When non-depressed people gave two correct responses in a test that rewards those correct responses with unequal rewards, their responses were then biased toward the response that produced a better reward.
"We found that based on feedback, most individuals modified their subsequent responses to make choices that were likely to get rewarded, irrespective of the accuracy of their answers," said first study author Dr. Jiayang Xiao.
There was also electrical acitivity in the beta range that came from the ACC, and which tracked with reward receipt and valuation. The ACC seems to be evaluating rewards and outcomes; it may be a hub of reward assessment.

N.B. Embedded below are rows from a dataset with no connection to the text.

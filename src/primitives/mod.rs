// Copyright (c) 2026 The Jetledger Core developers
// Licensed under the Apache License, Version 2.0 see LICENSE-APACHE or
// http://www.apache.org/licenses/LICENSE-2.0 or the MIT license, see
// LICENSE-MIT or http://opensource.org/licenses/MIT

mod hash;
mod id;
mod role;

pub use crate::primitives::hash::*;
pub use crate::primitives::id::*;
pub use crate::primitives::role::*;
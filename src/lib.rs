// Copyright (c) 2026 The Jetledger Core developers
// Licensed under the Apache License, Version 2.0 see LICENSE-APACHE or
// http://www.apache.org/licenses/LICENSE-2.0 or the MIT license, see
// LICENSE-MIT or http://opensource.org/licenses/MIT

//! # Jetledger
//! Core ledger machinery for a permissioned distributed ledger platform that
//! partitions its keyspace into jets (shards) redistributed across nodes on a
//! fixed cadence called a pulse.
//!
//! ## Features
//! * **Jet tree**: per-pulse binary prefix tree mapping object identifiers to
//!   jet ownership, with point lookup, irreversible splits and generational
//!   cloning at every pulse boundary.
//! * **Pulse tracker**: append-only, doubly-linked chain of pulses with dense
//!   serial numbers, used for staleness decisions and history walks.
//! * **Deterministic coordination**: entropy-seeded role assignment that every
//!   node reproduces bit-for-bit without extra communication, plus the
//!   light/heavy storage age threshold (the light chain limit).
//! * **Drop sealing**: each pulse window is sealed per jet into an immutable,
//!   hash-chained drop with signed size history driving split decisions.
//! * **Hot data handoff**: the live working set (recently touched object
//!   indexes and pending requests) is packaged and sent to the next window's
//!   executor on every pulse transition.
//! * **Heavy replication**: an explicit background queue escalates sealed
//!   windows to long-term storage without blocking pulse completion.
//!
//! Contract execution, network transport, cryptographic primitives and the
//! physical key-value engine are consumed through traits and are out of scope
//! for this crate.

pub mod codec;
pub mod coordinator;
pub mod crypto;
pub mod drops;
pub mod jet;
pub mod message;
pub mod nodes;
pub mod primitives;
pub mod pulse;
pub mod pulsemanager;
pub mod recent;
pub mod replication;
pub mod settings;
pub mod storage;

/// Initializes logging at the configured verbosity. Call once, before any
/// other crate entry point.
pub fn init_logging() {
    let level = match settings::SETTINGS.node.verbosity {
        0 => "error",
        1 => "warn",
        2 => "info",
        3 => "debug",
        _ => "trace",
    };
    if std::env::var("RUST_LOG").is_err() {
        std::env::set_var("RUST_LOG", level);
    }
    pretty_env_logger::init();
}
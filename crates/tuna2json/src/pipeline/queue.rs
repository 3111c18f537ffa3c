//! Queue — bounded FIFO channels between pipeline stages.
//!
//! Both queues are `tokio::sync::mpsc` channels: a full queue suspends the
//! producer instead of dropping. The work queue has many consumers, so its
//! receiving half is shared behind an async mutex; a worker holds the lock
//! only while waiting for its next item.

use std::sync::Arc;
use tokio::sync::{mpsc, Mutex};

/// Receiving half shared by every worker in the pool.
pub struct SharedReceiver<T> {
    inner: Arc<Mutex<mpsc::Receiver<T>>>,
}

impl<T> Clone for SharedReceiver<T> {
    fn clone(&self) -> Self {
        Self { inner: Arc::clone(&self.inner) }
    }
}

impl<T> SharedReceiver<T> {
    /// Next item, or `None` once every sender is gone and the queue is empty.
    ///
    /// Dropping the returned future before it resolves releases the lock and
    /// loses no item.
    pub async fn recv(&self) -> Option<T> {
        let mut rx = self.inner.lock().await;
        rx.recv().await
    }
}

/// Single-producer/multi-consumer bounded queue.
pub fn bounded<T>(capacity: usize) -> (mpsc::Sender<T>, SharedReceiver<T>) {
    let (tx, rx) = mpsc::channel(capacity);
    (tx, SharedReceiver { inner: Arc::new(Mutex::new(rx)) })
}
/// Access-log parsing and record conversion
///
/// - `grammar.rs`: fixed access-log grammar with named captures
/// - `record.rs`: timestamp/size conversion and JSON encoding
/// - `model.rs`: parsed fields, output record, per-line errors

pub mod grammar;
pub mod model;
pub mod record;

pub use grammar::{AccessLogGrammar, GrammarError};
pub use model::{OutputRecord, ParsedFields, RecordError};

"Our study has addressed a longstanding fundamental question in neuroscience: which specific brain region and signal regulates the classic reward bias response, a famous example of which is the Pavlovian conditioning where dogs learned to associate the sound of a ringing bell to food," noted penultimate study author Dr. Benjamin Hayden, professor of neurosurgery at Baylor College of Medicine.
After this signature had been identified in the epilepsy group, the scientists analyzed it in the patients with depression, and found that it was altered. The patients did not react in the same way, and did not modify their choices as much for improved rewards. The activity in the ACC region was found to be reduced and delayed. These individuals appear to be making choices that are not as driven by reward.
"In this study, we identified beta activity in the ACC as a potential biomarker for anhedonia," said corresponding study author Dr. Sameer Sheth, professor and vice chair of research in the Department of Neurosurgery at Baylor, among other appointments.
"Such a biomarker could have many potential benefits, including improving diagnosis and monitoring symptoms of patients with severe depression and other anhedonia-related psychiatric conditions. Moreover, our findings present an exciting possibility that modulation of the ACC beta activity might be an effective treatment for anhedonia, a hypothesis we plan to test in future clinical trials."